Task goal
Nothing should be output except the lines from the top of the material below through the line that contains "pub const READY_MARKER: &str", each exactly as written.

- - -

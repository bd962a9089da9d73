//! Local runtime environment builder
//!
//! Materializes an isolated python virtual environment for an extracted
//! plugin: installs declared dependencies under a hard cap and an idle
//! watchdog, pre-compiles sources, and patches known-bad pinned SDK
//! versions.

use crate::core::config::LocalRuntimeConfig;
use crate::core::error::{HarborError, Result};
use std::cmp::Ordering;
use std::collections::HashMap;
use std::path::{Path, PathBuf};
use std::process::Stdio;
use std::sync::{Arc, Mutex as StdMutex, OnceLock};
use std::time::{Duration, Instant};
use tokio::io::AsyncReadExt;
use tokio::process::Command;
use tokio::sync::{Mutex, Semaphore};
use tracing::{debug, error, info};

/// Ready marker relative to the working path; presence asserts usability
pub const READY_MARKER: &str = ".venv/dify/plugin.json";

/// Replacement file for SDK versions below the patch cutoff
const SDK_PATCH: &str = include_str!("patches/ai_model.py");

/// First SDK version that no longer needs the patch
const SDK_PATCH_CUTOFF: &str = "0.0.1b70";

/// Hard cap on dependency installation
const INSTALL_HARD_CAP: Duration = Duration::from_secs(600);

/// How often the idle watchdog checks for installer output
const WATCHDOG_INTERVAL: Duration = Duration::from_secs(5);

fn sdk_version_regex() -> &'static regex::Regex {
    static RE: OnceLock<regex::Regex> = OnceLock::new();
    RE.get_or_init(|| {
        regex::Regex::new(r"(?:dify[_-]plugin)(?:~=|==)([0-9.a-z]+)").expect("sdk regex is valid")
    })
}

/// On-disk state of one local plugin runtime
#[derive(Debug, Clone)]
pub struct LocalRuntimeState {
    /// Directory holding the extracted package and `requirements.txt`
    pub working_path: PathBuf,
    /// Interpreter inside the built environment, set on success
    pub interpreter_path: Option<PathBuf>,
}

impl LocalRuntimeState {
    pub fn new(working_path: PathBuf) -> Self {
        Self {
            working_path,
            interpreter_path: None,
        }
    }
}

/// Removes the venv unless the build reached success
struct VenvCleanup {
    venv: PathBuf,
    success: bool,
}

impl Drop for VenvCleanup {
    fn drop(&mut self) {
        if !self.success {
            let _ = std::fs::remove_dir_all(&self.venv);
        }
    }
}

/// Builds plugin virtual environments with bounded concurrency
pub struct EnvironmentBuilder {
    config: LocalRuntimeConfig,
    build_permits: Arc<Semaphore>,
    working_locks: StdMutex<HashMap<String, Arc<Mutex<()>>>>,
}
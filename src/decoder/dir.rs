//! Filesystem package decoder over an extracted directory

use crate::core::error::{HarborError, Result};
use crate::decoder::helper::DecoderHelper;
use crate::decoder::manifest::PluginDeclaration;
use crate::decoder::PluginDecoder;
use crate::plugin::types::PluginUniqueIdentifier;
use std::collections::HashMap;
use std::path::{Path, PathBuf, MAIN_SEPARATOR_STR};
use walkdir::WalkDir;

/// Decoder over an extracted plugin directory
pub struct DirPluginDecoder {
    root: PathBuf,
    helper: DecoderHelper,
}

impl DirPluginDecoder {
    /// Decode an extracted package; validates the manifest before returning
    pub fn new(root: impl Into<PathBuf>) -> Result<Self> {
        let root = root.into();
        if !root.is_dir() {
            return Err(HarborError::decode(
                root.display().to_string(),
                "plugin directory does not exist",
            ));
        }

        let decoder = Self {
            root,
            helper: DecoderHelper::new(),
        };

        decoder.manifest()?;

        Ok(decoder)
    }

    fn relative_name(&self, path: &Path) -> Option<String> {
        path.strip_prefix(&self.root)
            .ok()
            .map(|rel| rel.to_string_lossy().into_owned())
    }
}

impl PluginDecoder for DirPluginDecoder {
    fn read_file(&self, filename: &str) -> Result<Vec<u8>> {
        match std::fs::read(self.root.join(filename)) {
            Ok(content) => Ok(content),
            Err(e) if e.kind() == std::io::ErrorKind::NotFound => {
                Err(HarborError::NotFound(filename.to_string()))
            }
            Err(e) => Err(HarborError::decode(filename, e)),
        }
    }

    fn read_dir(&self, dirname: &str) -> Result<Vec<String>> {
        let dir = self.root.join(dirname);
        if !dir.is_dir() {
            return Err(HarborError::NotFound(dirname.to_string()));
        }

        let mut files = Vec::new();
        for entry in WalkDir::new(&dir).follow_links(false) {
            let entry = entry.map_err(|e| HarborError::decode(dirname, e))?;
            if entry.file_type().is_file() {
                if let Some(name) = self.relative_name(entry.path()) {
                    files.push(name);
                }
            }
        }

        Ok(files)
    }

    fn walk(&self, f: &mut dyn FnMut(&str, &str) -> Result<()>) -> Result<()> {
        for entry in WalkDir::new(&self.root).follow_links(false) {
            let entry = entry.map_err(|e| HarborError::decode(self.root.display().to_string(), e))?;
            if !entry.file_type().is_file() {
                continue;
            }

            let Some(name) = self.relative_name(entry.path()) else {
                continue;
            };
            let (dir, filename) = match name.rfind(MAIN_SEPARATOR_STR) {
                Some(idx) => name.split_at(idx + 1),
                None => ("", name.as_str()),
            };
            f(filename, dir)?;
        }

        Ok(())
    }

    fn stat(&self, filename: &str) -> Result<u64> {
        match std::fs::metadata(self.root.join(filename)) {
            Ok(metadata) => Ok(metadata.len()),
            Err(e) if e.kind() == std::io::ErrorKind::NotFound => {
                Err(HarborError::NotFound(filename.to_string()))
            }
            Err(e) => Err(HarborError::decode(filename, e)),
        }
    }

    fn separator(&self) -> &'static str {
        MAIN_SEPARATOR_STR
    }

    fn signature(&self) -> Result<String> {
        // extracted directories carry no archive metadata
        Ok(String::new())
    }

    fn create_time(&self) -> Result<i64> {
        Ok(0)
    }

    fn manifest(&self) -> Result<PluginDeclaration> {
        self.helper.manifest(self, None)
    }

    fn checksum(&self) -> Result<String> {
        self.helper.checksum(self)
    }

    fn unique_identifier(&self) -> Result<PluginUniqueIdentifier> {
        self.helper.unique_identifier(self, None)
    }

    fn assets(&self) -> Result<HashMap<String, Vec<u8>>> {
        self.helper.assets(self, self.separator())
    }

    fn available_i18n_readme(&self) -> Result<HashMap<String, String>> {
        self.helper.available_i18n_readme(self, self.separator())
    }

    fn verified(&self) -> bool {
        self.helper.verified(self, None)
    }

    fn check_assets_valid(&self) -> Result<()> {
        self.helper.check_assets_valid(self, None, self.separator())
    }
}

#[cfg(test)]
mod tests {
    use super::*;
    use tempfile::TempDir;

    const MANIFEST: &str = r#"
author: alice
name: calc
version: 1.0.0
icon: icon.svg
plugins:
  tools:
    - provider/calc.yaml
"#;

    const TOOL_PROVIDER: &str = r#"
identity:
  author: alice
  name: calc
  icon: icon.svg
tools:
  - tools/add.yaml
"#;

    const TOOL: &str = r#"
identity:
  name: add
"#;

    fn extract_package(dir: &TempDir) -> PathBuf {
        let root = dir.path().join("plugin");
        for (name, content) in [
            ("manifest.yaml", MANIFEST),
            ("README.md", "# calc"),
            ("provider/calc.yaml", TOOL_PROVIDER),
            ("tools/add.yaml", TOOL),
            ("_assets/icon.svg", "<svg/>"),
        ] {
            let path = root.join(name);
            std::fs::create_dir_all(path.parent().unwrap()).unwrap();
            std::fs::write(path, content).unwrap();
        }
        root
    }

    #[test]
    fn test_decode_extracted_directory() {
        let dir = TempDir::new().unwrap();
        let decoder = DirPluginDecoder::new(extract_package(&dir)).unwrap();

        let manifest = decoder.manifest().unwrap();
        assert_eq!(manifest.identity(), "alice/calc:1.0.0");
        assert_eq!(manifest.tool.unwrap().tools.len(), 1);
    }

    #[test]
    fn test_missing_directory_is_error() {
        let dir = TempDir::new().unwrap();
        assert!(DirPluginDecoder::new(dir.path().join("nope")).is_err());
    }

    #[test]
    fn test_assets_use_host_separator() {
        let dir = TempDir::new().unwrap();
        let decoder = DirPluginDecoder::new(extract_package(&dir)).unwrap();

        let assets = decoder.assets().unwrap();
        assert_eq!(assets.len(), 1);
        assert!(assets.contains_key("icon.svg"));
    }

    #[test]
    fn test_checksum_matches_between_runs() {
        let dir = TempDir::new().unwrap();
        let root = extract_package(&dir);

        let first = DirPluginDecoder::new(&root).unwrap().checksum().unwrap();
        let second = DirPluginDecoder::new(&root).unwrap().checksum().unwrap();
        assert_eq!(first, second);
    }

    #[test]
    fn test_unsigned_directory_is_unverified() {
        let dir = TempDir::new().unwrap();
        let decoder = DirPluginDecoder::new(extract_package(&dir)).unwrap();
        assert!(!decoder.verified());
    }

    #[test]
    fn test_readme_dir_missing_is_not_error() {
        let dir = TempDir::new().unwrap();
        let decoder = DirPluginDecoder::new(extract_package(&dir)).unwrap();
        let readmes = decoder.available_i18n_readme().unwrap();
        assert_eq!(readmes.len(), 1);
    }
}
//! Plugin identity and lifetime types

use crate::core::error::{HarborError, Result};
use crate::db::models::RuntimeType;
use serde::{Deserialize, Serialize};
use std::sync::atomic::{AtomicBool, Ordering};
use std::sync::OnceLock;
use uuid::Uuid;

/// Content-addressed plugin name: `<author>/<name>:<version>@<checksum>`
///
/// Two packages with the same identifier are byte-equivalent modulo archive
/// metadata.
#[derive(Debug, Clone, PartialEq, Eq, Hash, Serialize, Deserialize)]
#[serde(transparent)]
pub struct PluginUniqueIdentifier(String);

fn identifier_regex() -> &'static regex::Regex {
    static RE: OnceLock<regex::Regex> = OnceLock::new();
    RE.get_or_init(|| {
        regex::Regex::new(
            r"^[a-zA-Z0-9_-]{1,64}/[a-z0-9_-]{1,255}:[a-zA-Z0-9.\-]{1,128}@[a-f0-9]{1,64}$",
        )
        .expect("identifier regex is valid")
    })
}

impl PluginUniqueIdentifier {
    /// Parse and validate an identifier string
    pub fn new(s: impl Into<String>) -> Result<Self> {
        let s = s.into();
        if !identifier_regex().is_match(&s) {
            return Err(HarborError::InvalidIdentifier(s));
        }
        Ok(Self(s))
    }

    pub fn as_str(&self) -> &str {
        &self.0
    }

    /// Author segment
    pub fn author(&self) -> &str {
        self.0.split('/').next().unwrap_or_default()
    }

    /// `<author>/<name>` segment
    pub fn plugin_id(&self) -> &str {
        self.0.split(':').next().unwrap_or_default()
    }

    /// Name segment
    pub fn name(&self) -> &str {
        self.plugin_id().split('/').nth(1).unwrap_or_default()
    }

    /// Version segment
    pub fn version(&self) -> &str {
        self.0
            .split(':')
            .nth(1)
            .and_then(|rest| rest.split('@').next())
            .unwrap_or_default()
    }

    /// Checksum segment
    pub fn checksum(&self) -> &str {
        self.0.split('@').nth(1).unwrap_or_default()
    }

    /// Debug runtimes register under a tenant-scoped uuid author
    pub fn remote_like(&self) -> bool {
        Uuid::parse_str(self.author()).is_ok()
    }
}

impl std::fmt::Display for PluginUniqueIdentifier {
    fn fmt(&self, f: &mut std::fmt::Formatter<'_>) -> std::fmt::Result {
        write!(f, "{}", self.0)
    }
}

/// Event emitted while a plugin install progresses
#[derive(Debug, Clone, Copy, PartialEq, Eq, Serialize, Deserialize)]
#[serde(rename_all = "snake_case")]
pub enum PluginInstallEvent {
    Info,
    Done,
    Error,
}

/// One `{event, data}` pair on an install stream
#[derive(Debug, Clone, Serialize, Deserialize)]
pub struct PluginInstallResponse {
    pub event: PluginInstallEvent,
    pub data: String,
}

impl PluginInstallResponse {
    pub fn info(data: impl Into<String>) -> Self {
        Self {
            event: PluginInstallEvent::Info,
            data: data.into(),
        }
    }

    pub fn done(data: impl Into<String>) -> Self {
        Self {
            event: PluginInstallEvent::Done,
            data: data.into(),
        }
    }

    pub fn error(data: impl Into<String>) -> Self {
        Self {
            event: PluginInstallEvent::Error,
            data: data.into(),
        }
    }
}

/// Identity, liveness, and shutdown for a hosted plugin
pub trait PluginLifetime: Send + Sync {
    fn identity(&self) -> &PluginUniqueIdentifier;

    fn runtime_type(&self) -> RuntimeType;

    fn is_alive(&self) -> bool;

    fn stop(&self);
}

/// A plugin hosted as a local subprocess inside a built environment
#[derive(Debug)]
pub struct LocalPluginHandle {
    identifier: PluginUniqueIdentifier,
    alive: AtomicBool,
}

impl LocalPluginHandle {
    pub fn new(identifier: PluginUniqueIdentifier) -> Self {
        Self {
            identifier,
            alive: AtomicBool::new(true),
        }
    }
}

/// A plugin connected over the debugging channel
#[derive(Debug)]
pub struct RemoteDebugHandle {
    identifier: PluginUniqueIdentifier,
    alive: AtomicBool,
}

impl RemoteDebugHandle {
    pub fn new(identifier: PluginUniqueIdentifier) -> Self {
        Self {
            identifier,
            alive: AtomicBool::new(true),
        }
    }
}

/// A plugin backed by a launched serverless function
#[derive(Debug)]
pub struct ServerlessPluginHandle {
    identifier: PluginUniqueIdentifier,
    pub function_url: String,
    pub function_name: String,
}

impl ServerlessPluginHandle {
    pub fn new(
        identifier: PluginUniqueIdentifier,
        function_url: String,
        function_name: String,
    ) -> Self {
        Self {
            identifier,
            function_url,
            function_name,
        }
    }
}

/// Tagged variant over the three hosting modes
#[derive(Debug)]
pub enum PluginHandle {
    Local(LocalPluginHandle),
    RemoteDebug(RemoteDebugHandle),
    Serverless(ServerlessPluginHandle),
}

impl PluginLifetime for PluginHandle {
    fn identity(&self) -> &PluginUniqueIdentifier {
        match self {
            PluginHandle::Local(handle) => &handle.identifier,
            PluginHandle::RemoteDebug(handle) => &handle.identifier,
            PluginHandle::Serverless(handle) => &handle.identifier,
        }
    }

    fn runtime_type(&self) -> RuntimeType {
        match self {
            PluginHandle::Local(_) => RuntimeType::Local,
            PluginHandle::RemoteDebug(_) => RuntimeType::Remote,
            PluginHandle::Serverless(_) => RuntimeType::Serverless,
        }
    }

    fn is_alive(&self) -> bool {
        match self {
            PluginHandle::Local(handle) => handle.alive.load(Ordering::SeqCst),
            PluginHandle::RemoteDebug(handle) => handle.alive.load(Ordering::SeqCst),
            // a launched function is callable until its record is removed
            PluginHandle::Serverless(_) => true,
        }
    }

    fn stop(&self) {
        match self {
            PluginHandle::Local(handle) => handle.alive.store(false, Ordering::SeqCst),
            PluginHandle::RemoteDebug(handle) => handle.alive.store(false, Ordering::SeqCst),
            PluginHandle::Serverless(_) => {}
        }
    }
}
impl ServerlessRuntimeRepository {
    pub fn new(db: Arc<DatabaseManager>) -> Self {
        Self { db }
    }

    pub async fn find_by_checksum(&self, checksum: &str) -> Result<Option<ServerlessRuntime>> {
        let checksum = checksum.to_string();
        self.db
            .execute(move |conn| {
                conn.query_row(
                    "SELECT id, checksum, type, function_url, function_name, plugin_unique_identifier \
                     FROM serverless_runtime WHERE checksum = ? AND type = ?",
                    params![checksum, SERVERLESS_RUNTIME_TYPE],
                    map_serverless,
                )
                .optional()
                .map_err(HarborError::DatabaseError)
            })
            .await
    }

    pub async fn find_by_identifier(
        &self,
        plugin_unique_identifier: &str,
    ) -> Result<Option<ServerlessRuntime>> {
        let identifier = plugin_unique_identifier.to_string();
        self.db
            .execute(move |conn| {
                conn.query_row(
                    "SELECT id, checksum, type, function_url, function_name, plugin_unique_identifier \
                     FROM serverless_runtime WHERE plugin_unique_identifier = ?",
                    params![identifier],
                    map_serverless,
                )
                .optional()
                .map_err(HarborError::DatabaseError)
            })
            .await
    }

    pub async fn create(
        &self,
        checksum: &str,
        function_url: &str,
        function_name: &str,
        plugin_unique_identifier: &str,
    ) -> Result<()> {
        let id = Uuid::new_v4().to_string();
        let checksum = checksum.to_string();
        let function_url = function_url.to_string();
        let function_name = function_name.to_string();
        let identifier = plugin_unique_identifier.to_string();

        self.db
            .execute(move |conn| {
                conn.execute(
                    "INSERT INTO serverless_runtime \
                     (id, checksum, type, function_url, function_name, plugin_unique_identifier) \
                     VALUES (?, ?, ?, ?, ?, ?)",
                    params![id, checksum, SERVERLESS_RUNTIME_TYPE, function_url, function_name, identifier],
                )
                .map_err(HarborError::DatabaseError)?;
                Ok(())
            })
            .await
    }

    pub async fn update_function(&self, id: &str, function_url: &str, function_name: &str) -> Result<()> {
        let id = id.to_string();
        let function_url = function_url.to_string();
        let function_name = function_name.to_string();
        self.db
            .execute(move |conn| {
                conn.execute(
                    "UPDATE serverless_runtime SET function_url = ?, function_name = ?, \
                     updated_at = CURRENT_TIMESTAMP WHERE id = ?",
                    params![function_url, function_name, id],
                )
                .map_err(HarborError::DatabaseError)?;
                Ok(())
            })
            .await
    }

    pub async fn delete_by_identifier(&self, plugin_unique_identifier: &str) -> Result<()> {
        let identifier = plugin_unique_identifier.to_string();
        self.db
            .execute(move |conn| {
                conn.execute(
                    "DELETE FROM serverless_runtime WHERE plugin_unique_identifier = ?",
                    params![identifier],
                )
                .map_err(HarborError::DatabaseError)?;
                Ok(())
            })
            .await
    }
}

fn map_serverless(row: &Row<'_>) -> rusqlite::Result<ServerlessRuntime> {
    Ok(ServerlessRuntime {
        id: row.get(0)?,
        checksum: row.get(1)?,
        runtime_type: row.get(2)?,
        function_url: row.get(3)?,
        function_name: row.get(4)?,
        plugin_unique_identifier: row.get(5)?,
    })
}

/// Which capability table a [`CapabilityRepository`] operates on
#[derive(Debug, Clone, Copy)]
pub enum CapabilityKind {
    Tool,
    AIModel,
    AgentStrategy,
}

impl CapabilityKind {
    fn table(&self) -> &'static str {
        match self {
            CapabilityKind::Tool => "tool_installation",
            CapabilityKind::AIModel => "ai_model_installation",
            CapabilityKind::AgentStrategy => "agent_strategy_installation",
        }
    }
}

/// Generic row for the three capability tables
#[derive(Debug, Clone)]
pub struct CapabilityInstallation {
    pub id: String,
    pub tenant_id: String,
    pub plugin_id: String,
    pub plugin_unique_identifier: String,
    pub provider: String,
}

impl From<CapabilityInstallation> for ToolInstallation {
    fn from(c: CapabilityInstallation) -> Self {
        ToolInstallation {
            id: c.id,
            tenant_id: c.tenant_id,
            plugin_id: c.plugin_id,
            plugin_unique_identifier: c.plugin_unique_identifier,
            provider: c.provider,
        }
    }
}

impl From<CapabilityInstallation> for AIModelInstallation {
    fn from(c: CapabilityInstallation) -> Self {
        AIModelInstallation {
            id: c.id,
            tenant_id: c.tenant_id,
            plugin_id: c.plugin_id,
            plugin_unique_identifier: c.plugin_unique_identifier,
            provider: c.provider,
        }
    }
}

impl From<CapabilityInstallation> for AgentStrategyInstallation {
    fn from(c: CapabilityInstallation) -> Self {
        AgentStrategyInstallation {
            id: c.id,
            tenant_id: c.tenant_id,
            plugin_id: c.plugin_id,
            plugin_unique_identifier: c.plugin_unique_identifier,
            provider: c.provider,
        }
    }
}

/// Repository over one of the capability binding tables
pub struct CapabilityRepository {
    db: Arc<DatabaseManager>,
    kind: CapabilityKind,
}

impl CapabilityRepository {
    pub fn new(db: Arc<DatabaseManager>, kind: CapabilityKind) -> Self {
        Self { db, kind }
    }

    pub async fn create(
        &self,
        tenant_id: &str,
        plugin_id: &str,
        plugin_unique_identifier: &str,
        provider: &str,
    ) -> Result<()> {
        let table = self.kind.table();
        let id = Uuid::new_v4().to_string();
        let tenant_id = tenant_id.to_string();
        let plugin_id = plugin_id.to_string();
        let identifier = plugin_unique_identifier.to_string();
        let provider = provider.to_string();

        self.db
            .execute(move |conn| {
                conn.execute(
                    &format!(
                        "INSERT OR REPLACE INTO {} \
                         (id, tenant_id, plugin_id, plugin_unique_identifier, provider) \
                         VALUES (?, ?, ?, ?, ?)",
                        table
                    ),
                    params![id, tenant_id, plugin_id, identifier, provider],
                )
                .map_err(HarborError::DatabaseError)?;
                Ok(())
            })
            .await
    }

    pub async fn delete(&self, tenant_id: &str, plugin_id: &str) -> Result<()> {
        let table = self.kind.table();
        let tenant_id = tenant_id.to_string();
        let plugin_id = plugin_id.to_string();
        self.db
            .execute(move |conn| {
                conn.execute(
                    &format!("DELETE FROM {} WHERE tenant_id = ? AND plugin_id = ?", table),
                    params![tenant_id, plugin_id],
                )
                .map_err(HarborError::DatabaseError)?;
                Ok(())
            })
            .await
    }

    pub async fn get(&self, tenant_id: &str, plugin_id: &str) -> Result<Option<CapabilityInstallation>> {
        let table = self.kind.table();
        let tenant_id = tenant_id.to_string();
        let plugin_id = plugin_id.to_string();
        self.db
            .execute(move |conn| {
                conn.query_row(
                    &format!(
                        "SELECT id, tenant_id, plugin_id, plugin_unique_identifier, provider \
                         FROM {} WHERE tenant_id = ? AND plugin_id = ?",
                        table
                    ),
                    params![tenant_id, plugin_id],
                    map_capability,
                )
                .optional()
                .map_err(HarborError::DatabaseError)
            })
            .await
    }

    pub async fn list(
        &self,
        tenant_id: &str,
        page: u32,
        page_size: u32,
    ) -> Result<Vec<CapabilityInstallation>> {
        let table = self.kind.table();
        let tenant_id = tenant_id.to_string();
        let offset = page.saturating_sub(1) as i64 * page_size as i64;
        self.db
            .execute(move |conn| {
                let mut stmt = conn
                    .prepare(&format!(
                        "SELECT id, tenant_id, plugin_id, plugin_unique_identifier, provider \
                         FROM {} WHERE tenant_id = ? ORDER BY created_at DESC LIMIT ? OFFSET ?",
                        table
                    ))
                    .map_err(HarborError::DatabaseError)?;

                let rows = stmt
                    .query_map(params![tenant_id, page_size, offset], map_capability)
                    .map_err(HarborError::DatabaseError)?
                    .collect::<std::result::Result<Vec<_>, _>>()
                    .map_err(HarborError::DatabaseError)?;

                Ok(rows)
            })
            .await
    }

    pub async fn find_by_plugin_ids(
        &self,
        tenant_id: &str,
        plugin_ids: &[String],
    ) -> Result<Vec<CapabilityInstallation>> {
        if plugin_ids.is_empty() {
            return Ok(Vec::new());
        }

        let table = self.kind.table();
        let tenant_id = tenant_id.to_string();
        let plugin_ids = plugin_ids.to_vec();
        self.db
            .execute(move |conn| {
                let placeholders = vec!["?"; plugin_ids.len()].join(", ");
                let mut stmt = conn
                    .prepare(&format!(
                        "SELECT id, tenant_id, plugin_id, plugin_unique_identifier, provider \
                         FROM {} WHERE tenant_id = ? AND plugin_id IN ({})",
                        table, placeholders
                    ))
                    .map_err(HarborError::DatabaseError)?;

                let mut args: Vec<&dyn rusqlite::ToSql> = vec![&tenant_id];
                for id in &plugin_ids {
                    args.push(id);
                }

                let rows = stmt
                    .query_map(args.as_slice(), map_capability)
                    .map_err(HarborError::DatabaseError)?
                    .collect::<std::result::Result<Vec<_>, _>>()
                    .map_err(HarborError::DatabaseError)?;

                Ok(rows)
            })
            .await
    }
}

- - -

Problem solution
repository bd962a9089da9d73
//! Local runtime environment builder
//!
//! Materializes an isolated python virtual environment for an extracted
//! plugin: installs declared dependencies under a hard cap and an idle
//! watchdog, pre-compiles sources, and patches known-bad pinned SDK
//! versions.

use crate::core::config::LocalRuntimeConfig;
use crate::core::error::{HarborError, Result};
use std::cmp::Ordering;
use std::collections::HashMap;
use std::path::{Path, PathBuf};
use std::process::Stdio;
use std::sync::{Arc, Mutex as StdMutex, OnceLock};
use std::time::{Duration, Instant};
use tokio::io::AsyncReadExt;
use tokio::process::Command;
use tokio::sync::{Mutex, Semaphore};
use tracing::{debug, error, info};

/// Ready marker relative to the working path; presence asserts usability
pub const READY_MARKER: &str = ".venv/dify/plugin.json";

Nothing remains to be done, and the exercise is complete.